▸ INSTRUCTIONS TO FOLLOW: Only lines with the string "Result" matter here; gather them from the material below.

▸ INPUT RECORDS:
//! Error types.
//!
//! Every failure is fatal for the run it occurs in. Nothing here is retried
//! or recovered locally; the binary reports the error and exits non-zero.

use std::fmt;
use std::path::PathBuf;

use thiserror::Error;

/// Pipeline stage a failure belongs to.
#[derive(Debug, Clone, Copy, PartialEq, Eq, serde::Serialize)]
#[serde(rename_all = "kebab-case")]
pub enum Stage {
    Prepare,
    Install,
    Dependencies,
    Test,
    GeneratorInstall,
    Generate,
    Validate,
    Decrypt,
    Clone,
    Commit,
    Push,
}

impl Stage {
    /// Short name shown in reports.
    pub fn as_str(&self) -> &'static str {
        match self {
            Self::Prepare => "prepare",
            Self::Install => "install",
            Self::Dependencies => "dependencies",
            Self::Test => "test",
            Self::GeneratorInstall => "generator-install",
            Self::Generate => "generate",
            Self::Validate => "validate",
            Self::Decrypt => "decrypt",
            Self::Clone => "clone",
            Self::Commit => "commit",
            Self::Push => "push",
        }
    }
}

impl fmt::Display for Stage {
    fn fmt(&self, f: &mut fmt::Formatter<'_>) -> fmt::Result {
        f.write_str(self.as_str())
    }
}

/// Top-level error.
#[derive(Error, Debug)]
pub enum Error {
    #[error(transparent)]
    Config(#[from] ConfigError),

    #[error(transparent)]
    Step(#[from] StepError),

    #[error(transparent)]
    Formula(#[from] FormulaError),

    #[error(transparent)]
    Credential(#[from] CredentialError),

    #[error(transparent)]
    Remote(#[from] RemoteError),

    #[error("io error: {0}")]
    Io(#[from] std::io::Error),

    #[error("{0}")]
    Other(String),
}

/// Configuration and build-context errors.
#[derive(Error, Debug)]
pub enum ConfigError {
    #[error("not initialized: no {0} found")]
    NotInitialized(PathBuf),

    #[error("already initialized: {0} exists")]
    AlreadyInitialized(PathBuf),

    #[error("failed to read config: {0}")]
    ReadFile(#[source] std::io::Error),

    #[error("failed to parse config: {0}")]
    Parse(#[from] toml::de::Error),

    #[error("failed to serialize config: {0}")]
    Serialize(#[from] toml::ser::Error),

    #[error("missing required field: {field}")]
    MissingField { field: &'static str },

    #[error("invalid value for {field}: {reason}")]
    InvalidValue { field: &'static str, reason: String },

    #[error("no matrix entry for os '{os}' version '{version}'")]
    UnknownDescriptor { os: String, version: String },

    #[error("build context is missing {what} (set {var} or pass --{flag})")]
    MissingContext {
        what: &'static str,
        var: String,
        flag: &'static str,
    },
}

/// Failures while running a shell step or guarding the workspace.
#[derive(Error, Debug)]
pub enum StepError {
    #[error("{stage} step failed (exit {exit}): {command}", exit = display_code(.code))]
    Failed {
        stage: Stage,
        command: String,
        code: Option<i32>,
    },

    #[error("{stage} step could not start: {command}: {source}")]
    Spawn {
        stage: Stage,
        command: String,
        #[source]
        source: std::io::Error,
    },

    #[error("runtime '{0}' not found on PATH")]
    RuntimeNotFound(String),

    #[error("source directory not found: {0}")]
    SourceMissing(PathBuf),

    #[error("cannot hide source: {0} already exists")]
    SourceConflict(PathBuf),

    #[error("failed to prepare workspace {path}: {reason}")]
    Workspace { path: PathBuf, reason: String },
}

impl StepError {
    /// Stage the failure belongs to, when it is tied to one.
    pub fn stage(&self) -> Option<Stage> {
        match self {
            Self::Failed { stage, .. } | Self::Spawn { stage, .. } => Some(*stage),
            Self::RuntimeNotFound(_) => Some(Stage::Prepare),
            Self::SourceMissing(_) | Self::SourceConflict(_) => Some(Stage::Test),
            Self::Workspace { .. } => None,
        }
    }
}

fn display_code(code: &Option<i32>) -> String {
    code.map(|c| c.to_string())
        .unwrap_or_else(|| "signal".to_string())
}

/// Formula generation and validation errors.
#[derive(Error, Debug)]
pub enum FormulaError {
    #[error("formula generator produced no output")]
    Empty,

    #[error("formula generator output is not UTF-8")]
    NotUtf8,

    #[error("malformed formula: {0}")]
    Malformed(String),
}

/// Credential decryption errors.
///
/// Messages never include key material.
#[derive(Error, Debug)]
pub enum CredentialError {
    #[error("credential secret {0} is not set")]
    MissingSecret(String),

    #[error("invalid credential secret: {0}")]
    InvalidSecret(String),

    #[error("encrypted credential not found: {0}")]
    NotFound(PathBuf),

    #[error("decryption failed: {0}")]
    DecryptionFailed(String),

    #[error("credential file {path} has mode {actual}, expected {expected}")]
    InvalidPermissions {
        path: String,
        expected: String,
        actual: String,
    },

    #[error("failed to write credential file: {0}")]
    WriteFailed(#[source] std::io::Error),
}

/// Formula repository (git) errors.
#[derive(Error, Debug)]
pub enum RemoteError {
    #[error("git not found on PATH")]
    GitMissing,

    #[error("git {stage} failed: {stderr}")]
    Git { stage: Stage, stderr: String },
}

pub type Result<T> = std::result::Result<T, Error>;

▸ EXERCISE SOLUTION:
    fn fmt(&self, f: &mut fmt::Formatter<'_>) -> fmt::Result {
pub type Result<T> = std::result::Result<T, Error>;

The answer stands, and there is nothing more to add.